SOURCE DATA section start

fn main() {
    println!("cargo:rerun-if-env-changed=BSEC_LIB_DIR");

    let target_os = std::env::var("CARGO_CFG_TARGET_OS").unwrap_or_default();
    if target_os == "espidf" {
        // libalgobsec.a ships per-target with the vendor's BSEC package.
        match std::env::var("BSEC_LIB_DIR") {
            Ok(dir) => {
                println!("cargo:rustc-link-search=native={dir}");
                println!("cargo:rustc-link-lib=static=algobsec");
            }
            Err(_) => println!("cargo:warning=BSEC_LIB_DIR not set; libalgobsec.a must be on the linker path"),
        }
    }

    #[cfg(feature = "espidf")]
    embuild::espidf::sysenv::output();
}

SOURCE DATA section end

• WHAT TO DO
Wherever the string "libalgobsec" occurs in the records above, copy that line.

• RESULT FOR THIS TASK
        // libalgobsec.a ships per-target with the vendor's BSEC package.
            Err(_) => println!("cargo:warning=BSEC_LIB_DIR not set; libalgobsec.a must be on the linker path"),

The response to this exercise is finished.